Like any Iron Man adaptation, the key factor always centers around the man behind the armor suit: Tony Stark. What makes Stark a consuming figure is his character, one who has everything a man wants but who nobly yearns to redeem himself by saving the world through his technical ingenuity. While this anime version of Stark does retain the general idiosyncratic outline, it fails to make his character remotely absorbing to watch. His periodic comments on world peace are too preachy and his overly idealistic views lack substance because his formerly indifferent ways towards war and violence are unexplored. Shallow as it may be, but Stark’s metrosexual looks and vanity would also likely peeve many Iron Man fans out there, a stark (no pun intended) contrast to the western version that is more reckless and egotistical, yet charismatic.

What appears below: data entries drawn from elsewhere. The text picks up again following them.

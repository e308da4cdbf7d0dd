//! Release command

use clap::Args;
use console::style;
use tracing::info;

use bumpkit_core::types::{ReleaseResult, ReleaseType};
use bumpkit_git::{GitRepo, VersionControl};

use crate::cli::{output, Cli, OutputFormat};
use crate::workflow::{execute_release, plan_release, PlanOptions, ReleasePlan, ReleaseSteps};

/// Bump versions, update the changelog, commit and tag
#[derive(Debug, Args)]
pub struct ReleaseCommand {
    /// Release type to use instead of the recommendation
    #[arg(short, long)]
    pub release_as: Option<ReleaseType>,

    /// Release a pre-release, optionally with an identifier
    #[arg(long, value_name = "ID", num_args = 0..=1, default_missing_value = "")]
    pub prerelease: Option<String>,

    /// Don't update version files
    #[arg(long)]
    pub skip_bump: bool,

    /// Don't update the changelog
    #[arg(long)]
    pub skip_changelog: bool,

    /// Don't create the release commit
    #[arg(long)]
    pub skip_commit: bool,

    /// Don't create the release tag
    #[arg(long)]
    pub skip_tag: bool,

    /// Dry run - don't make any changes
    #[arg(long)]
    pub dry_run: bool,
}

impl ReleaseCommand {
    fn steps(&self) -> ReleaseSteps {
        ReleaseSteps {
            skip_bump: self.skip_bump,
            skip_changelog: self.skip_changelog,
            skip_commit: self.skip_commit,
            skip_tag: self.skip_tag,
            dry_run: self.dry_run,
        }
    }

    /// Execute the release command
    pub fn execute(&self, cli: &Cli) -> anyhow::Result<()> {
        info!(
            release_as = ?self.release_as,
            prerelease = ?self.prerelease,
            dry_run = self.dry_run,
            "executing release command"
        );
        let cwd = cli.working_dir()?;
        let config = cli.load_config()?;
        let repo = GitRepo::discover(&cwd)?;

        if let Some(branch) = repo.current_branch()? {
            info!(%branch, "releasing from branch");
        }

        let options = PlanOptions {
            release_as: self.release_as,
            prerelease: self.prerelease.clone(),
        };
        let plan = plan_release(&config, &cwd, &repo, &options)?;

        if cli.is_text() && !cli.quiet {
            print_plan(&plan, self.dry_run);
        }

        let result = execute_release(&config, &cwd, &repo, &plan, self.steps())?;

        match cli.format {
            OutputFormat::Json => output::json(&result)?,
            OutputFormat::Text if !cli.quiet => print_result(&result, self),
            OutputFormat::Text => {}
        }

        Ok(())
    }
}

fn print_plan(plan: &ReleasePlan, dry_run: bool) {
    let title = if dry_run { "Release (dry run)" } else { "Release" };
    println!("{}", output::header(title));
    println!(
        "{}",
        output::key_value(
            "version",
            &format!(
                "{} → {}",
                plan.current.version,
                output::version_style().apply_to(&plan.next_version)
            )
        )
    );
    println!("{}", output::key_value("release", &plan.release_type.to_string()));
    println!("{}", output::key_value("commits", &plan.commits.len().to_string()));
    println!("  {}", style(&plan.recommendation.reason).dim());
    println!();
}

fn print_result(result: &ReleaseResult, cmd: &ReleaseCommand) {
    let verb = if result.dry_run { "Would update" } else { "Updated" };
    for path in &result.updated_files {
        output::info(&format!(
            "{} {}",
            verb,
            output::path_style().apply_to(path.display())
        ));
    }

    if result.dry_run {
        if let Some(changelog) = &result.changelog {
            println!();
            print!("{}", changelog);
            println!();
        }
        output::warning("Dry run: no files written, nothing committed or tagged");
        return;
    }

    if !cmd.skip_tag {
        output::success(&format!(
            "Released {} as {}",
            output::version_style().apply_to(&result.new_version),
            output::tag_style().apply_to(&result.tag)
        ));
    } else {
        output::success(&format!(
            "Prepared {}",
            output::version_style().apply_to(&result.new_version)
        ));
    }
}
//! Git types

use chrono::{DateTime, Utc};
use serde::{Deserialize, Serialize};

/// Information about a git commit
#[derive(Debug, Clone, Serialize, Deserialize)]
pub struct CommitInfo {
    /// Commit hash (full)
    pub hash: String,
    /// Commit subject (first paragraph, single line)
    pub subject: String,
    /// Commit body
    pub body: Option<String>,
    /// Author name
    pub author: String,
    /// Author email
    pub author_email: String,
    /// Commit timestamp
    pub timestamp: DateTime<Utc>,
}

impl CommitInfo {
    /// Create a new CommitInfo
    pub fn new(
        hash: impl Into<String>,
        subject: impl Into<String>,
        author: impl Into<String>,
        author_email: impl Into<String>,
        timestamp: DateTime<Utc>,
    ) -> Self {
        Self {
            hash: hash.into(),
            subject: subject.into(),
            body: None,
            author: author.into(),
            author_email: author_email.into(),
            timestamp,
        }
    }

    /// Set the commit body
    pub fn with_body(mut self, body: impl Into<String>) -> Self {
        self.body = Some(body.into());
        self
    }

    /// Render the commit as a raw record for the commit parser.
    ///
    /// Layout is `subject\nbody\nhash\ndate\nname\nemail\n`; an empty body
    /// still occupies its line.
    pub fn to_raw_record(&self) -> String {
        let body = self.body.as_deref().unwrap_or("").trim_end();
        format!(
            "{}\n{}\n{}\n{}\n{}\n{}\n",
            self.subject,
            body,
            self.hash,
            self.timestamp.to_rfc3339(),
            self.author,
            self.author_email
        )
    }
}

/// Information about a git tag
#[derive(Debug, Clone, Serialize, Deserialize)]
pub struct TagInfo {
    /// Tag name
    pub name: String,
    /// Commit hash the tag points to
    pub commit_hash: String,
    /// Tag message (for annotated tags)
    pub message: Option<String>,
    /// Version carried by the tag name, once the tag prefix is stripped
    pub version: Option<semver::Version>,
}

impl TagInfo {
    /// Create a new TagInfo without version information
    pub fn new(name: impl Into<String>, commit_hash: impl Into<String>) -> Self {
        Self {
            name: name.into(),
            commit_hash: commit_hash.into(),
            message: None,
            version: None,
        }
    }

    /// Set the tag message
    pub fn with_message(mut self, message: impl Into<String>) -> Self {
        self.message = Some(message.into());
        self
    }

    /// Parse the version from the tag name after `prefix`
    pub fn with_prefix(mut self, prefix: &str) -> Self {
        self.version = version_from_tag(&self.name, prefix);
        self
    }
}

/// Extract the semantic version from a tag name such as `v1.2.3`
pub fn version_from_tag(tag: &str, prefix: &str) -> Option<semver::Version> {
    let rest = tag.strip_prefix(prefix)?;
    semver::Version::parse(rest).ok()
}
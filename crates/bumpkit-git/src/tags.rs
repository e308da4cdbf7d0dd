//! Tag operations

use tracing::{debug, info, instrument};

use crate::repository::{GitRepo, Result};
use crate::types::TagInfo;
use bumpkit_core::error::GitError;

impl GitRepo {
    /// Get all tags
    #[instrument(skip(self))]
    pub fn tags(&self) -> Result<Vec<TagInfo>> {
        let mut tags = Vec::new();

        self.repo.tag_foreach(|oid, name| {
            let name = String::from_utf8_lossy(name)
                .trim_start_matches("refs/tags/")
                .to_string();

            if let Ok(commit) = self.repo.find_commit(oid) {
                tags.push(TagInfo::new(&name, commit.id().to_string()));
            } else if let Ok(tag) = self.repo.find_tag(oid) {
                // Annotated tag
                let mut tag_info = TagInfo::new(&name, tag.target_id().to_string());
                if let Some(msg) = tag.message() {
                    tag_info = tag_info.with_message(msg);
                }
                tags.push(tag_info);
            }

            true
        })?;

        debug!(count = tags.len(), "listed all tags");
        Ok(tags)
    }

    /// Find the highest semantic version among tags starting with `prefix`
    #[instrument(skip(self))]
    pub fn find_latest_tag(&self, prefix: &str) -> Result<Option<TagInfo>> {
        let mut versioned: Vec<TagInfo> = self
            .tags()?
            .into_iter()
            .map(|t| t.with_prefix(prefix))
            .filter(|t| t.version.is_some())
            .collect();

        versioned.sort_by(|a, b| b.version.cmp(&a.version));

        let result = versioned.into_iter().next();
        debug!(latest = ?result.as_ref().map(|t| &t.name), "found latest tag");
        Ok(result)
    }

    /// Find a specific tag by name
    pub fn find_tag(&self, name: &str) -> Result<Option<TagInfo>> {
        let tag_ref = format!("refs/tags/{}", name);

        match self.repo.find_reference(&tag_ref) {
            Ok(reference) => {
                let target = reference.peel_to_commit()?;
                Ok(Some(TagInfo::new(name, target.id().to_string())))
            }
            Err(e) if e.code() == git2::ErrorCode::NotFound => Ok(None),
            Err(e) => Err(GitError::Git2(e)),
        }
    }

    /// Create a tag on HEAD; annotated when a message is given
    #[instrument(skip(self), fields(annotated = message.is_some()))]
    pub fn create_tag(&self, name: &str, message: Option<&str>) -> Result<TagInfo> {
        if self.find_tag(name)?.is_some() {
            return Err(GitError::TagExists(name.to_string()));
        }

        let head = self.repo.head()?.peel_to_commit()?;

        if let Some(msg) = message {
            let sig = self.repo.signature()?;
            self.repo.tag(name, head.as_object(), &sig, msg, false)?;
        } else {
            self.repo.tag_lightweight(name, head.as_object(), false)?;
        }

        info!(name, annotated = message.is_some(), "created tag");
        let mut tag = TagInfo::new(name, head.id().to_string());
        if let Some(msg) = message {
            tag = tag.with_message(msg);
        }
        Ok(tag)
    }
}

#[cfg(test)]
mod tests {
    use super::*;
    use git2::{Repository, Signature};
    use std::path::Path;
    use tempfile::TempDir;

    fn setup_repo_with_tags(names: &[&str]) -> (TempDir, GitRepo) {
        let temp = TempDir::new().unwrap();
        let repo = Repository::init(temp.path()).unwrap();
        {
            let mut config = repo.config().unwrap();
            config.set_str("user.name", "Test").unwrap();
            config.set_str("user.email", "test@example.com").unwrap();
        }

        let sig = Signature::now("Test", "test@example.com").unwrap();

        std::fs::write(temp.path().join("file.txt"), "content").unwrap();
        let mut index = repo.index().unwrap();
        index.add_path(Path::new("file.txt")).unwrap();
        index.write().unwrap();

        let tree_id = index.write_tree().unwrap();
        let tree = repo.find_tree(tree_id).unwrap();

        let oid = repo
            .commit(Some("HEAD"), &sig, &sig, "Initial commit", &tree, &[])
            .unwrap();

        let commit = repo.find_commit(oid).unwrap();
        for name in names {
            repo.tag_lightweight(name, commit.as_object(), false).unwrap();
        }

        let git_repo = GitRepo::open(temp.path()).unwrap();
        (temp, git_repo)
    }

    #[test]
    fn test_list_tags() {
        let (_temp, repo) = setup_repo_with_tags(&["v1.0.0"]);
        let tags = repo.tags().unwrap();
        assert_eq!(tags.len(), 1);
        assert_eq!(tags[0].name, "v1.0.0");
    }

    #[test]
    fn test_find_tag() {
        let (_temp, repo) = setup_repo_with_tags(&["v1.0.0"]);
        assert!(repo.find_tag("v1.0.0").unwrap().is_some());
        assert!(repo.find_tag("v9.9.9").unwrap().is_none());
    }

    #[test]
    fn test_find_latest_tag_orders_by_version() {
        let (_temp, repo) =
            setup_repo_with_tags(&["v1.2.0", "v1.10.0", "v1.9.3", "nightly", "release-5.0.0"]);
        let tag = repo.find_latest_tag("v").unwrap().unwrap();
        assert_eq!(tag.name, "v1.10.0");
        assert_eq!(tag.version, Some(semver::Version::new(1, 10, 0)));
    }

    #[test]
    fn test_find_latest_tag_respects_prefix() {
        let (_temp, repo) = setup_repo_with_tags(&["v1.0.0", "release-5.0.0"]);
        let tag = repo.find_latest_tag("release-").unwrap().unwrap();
        assert_eq!(tag.name, "release-5.0.0");
    }

    #[test]
    fn test_no_matching_tag() {
        let (_temp, repo) = setup_repo_with_tags(&[]);
        assert!(repo.find_latest_tag("v").unwrap().is_none());
    }

    #[test]
    fn test_create_tag() {
        let (_temp, repo) = setup_repo_with_tags(&["v1.0.0"]);
        let tag = repo.create_tag("v2.0.0", Some("Release 2.0")).unwrap();
        assert_eq!(tag.name, "v2.0.0");
        assert!(repo.find_tag("v2.0.0").unwrap().is_some());
    }

    #[test]
    fn test_tag_already_exists() {
        let (_temp, repo) = setup_repo_with_tags(&["v1.0.0"]);
        let result = repo.create_tag("v1.0.0", None);
        assert!(matches!(result, Err(GitError::TagExists(_))));
    }
}
//! Changelog command

use clap::Args;
use tracing::info;

use bumpkit_changelog::prepend_changelog;
use bumpkit_core::types::ReleaseType;
use bumpkit_git::GitRepo;

use crate::cli::{output, Cli, OutputFormat};
use crate::workflow::{plan_release, render_changelog, PlanOptions};

/// Preview or write the changelog entry for the next release
#[derive(Debug, Args)]
pub struct ChangelogCommand {
    /// Force a specific release type for the entry heading
    #[arg(short, long)]
    pub release_as: Option<ReleaseType>,

    /// Write to file (default: print to stdout)
    #[arg(short, long)]
    pub write: bool,

    /// Output file (defaults to configured changelog file)
    #[arg(short, long)]
    pub output: Option<std::path::PathBuf>,
}

impl ChangelogCommand {
    /// Execute the changelog command
    pub fn execute(&self, cli: &Cli) -> anyhow::Result<()> {
        info!(release_as = ?self.release_as, write = self.write, "executing changelog command");
        let cwd = cli.working_dir()?;
        let config = cli.load_config()?;
        let repo = GitRepo::discover(&cwd)?;

        let options = PlanOptions {
            release_as: self.release_as,
            prerelease: None,
        };
        let plan = plan_release(&config, &cwd, &repo, &options)?;
        let text = render_changelog(&config, &plan);

        if self.write {
            let path = self
                .output
                .clone()
                .unwrap_or_else(|| cwd.join(&config.changelog.file));
            prepend_changelog(&path, &config.changelog.header, &text)?;

            if !cli.quiet {
                output::success(&format!(
                    "Wrote changelog for {} to {}",
                    output::version_style().apply_to(&plan.next_version),
                    output::path_style().apply_to(path.display())
                ));
            }
            return Ok(());
        }

        match cli.format {
            OutputFormat::Json => output::json(&serde_json::json!({
                "version": plan.next_version,
                "commits": plan.commits.len(),
                "changelog": text,
            }))?,
            OutputFormat::Text => print!("{}", text),
        }

        Ok(())
    }
}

While action is mostly synonymous when it comes to having a superhero in an anime, Iron Man’s lack of style and polished animation is out-of-character for a show produced by Madhouse, a studio I look up to for stylish execution. Although shows like Rideback and Kurozuka lack engaging storylines, the studio still made the two shows work with some awesome action scenes and fluid animation. Iron Man lacks both components, particularly the latter that even makes this show occasionally look like a poor GONZO production. Apparently, it’s a major difference from the 2009 trailer which boasted explosive action and an adrenaline rush together with an orchestral score.

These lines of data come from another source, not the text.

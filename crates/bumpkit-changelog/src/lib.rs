//! bumpkit Changelog - Commit parsing and changelog generation
//!
//! This crate turns raw commit records into structured [`Commit`] values,
//! drops reverted work, recommends a release type and renders changelog
//! entries.

pub mod file;
pub mod formatter;
pub mod generator;
pub mod parser;
pub mod recommend;
pub mod revert;
pub mod types;

pub use file::prepend_changelog;
pub use generator::ChangelogGenerator;
pub use parser::{CommitParser, ParserOptions};
pub use recommend::{recommend_release, Recommendation};
pub use revert::filter_reverted_commits;
pub use types::{ChangelogEntry, Commit, Merge, Note, Reference, Revert, Section};
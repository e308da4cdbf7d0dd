//! bumpkit Git - Git operations for release bookkeeping
//!
//! This crate provides the repository operations a release needs: reading
//! commit history as raw records, finding release tags, and recording the
//! release commit and tag.

mod commits;
mod release;
mod repository;
mod status;
mod tags;
pub mod types;
mod vcs;

pub use repository::{GitRepo, Result};
pub use types::{CommitInfo, TagInfo};
pub use vcs::VersionControl;
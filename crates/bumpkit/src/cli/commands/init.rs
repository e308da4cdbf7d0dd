//! Init command

use std::path::{Path, PathBuf};

use clap::Args;
use tracing::info;

use bumpkit_adapters::VersionFileRegistry;
use bumpkit_core::config::defaults::{DEFAULT_CONFIG_TEMPLATE, DEFAULT_CONFIG_TOML};

use crate::cli::{output, Cli};

/// Bump files entry of the template, replaced with what is detected
const TEMPLATE_BUMP_FILES: &str = "bump_files = [\n  { path = \"package.json\" },\n]\n";

/// Write a starter bumpkit configuration
#[derive(Debug, Args)]
pub struct InitCommand {
    /// Force overwrite existing configuration
    #[arg(short, long)]
    pub force: bool,

    /// Output file path
    #[arg(short, long)]
    pub output: Option<PathBuf>,
}

impl InitCommand {
    /// Execute the init command
    pub fn execute(&self, cli: &Cli) -> anyhow::Result<()> {
        info!(force = self.force, "executing init command");
        let cwd = cli.working_dir()?;
        let config_path = self
            .output
            .clone()
            .unwrap_or_else(|| cwd.join(DEFAULT_CONFIG_TOML));

        if config_path.exists() && !self.force {
            anyhow::bail!(
                "Configuration file already exists at {}. Use --force to overwrite.",
                config_path.display()
            );
        }

        let detected = VersionFileRegistry::new().detect_files(&cwd);
        let content = render_template(&cwd, &detected);
        std::fs::write(&config_path, content)?;

        if !cli.quiet {
            output::success(&format!(
                "Created configuration at {}",
                output::path_style().apply_to(config_path.display())
            ));
            if detected.is_empty() {
                output::warning("No version files found; add them to bump_files");
            }
            for path in &detected {
                println!("{}", output::key_value("bump file", &path.display().to_string()));
            }
        }

        Ok(())
    }
}

/// Default template with `bump_files` listing the detected files
fn render_template(root: &Path, detected: &[PathBuf]) -> String {
    let entries: String = detected
        .iter()
        .map(|path| {
            let relative = path.strip_prefix(root).unwrap_or(path);
            format!("  {{ path = {:?} }},\n", relative.display().to_string())
        })
        .collect();

    DEFAULT_CONFIG_TEMPLATE.replace(TEMPLATE_BUMP_FILES, &format!("bump_files = [\n{}]\n", entries))
}

#[cfg(test)]
mod tests {
    use super::*;
    use bumpkit_core::config::Config;
    use tempfile::TempDir;

    #[test]
    fn test_template_lists_detected_files() {
        let temp = TempDir::new().unwrap();
        let detected = vec![temp.path().join("Cargo.toml"), temp.path().join("VERSION")];

        let content = render_template(temp.path(), &detected);
        let config: Config = toml::from_str(&content).unwrap();

        let paths: Vec<_> = config.bump_files.iter().map(|f| f.path.clone()).collect();
        assert_eq!(paths, vec![PathBuf::from("Cargo.toml"), PathBuf::from("VERSION")]);
    }

    #[test]
    fn test_template_without_files() {
        let temp = TempDir::new().unwrap();
        let content = render_template(temp.path(), &[]);
        let config: Config = toml::from_str(&content).unwrap();
        assert!(config.bump_files.is_empty());
    }
}
//! bumpkit Strategies - Version calculation
//!
//! Parses, bumps and compares semantic versions.

mod semver;
mod traits;
pub mod types;

pub use semver::SemVerStrategy;
pub use traits::VersionStrategy;
pub use types::{BumpType, VersionComponents};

Perhaps just as disappointing as the execution is its shallow storyline and unengaging plot development. There hasn’t been any particular episode featuring Iron Man’s foe Zodiac that spurs viewers to wonder who is indeed the mastermind. The episodes employs the “Robot of the Week” trope, with different astrological signs for each of them, and a few of them are filler episodes. What all the episodes have in common is their predictability; it requires minimal effort to know what’s going to happen in the next episode or even the remaining course of the story. Simplistic and shallow, the plot doesn’t make any attempt to explore other aspects of Iron Man that could have spiced things up, such as Stark’s personality issues.
While watching Iron Man, I sometimes wondered what really could have made the show a lot better. It could have borrowed the source materials for story writing or even rehash the superhero’s arch-nemeses. But I personally believe that any adaptation is entitled to be independent with its content and need not be in line with the original source. Even so, Iron Man fails as a standalone series for its bland action scenes and lame storytelling. Perhaps the most criminal aspect of Iron Man is its climatic final episode, an unpalatable dish filled with cheese and melodrama. It’s dissatisfying to see that Madhouse has fallen short in delivering what could have been a bold anime version of Iron Man. Although I didn’t want to think about it, I reckon Madhouse is beginning to lose its touch in presenting the goods.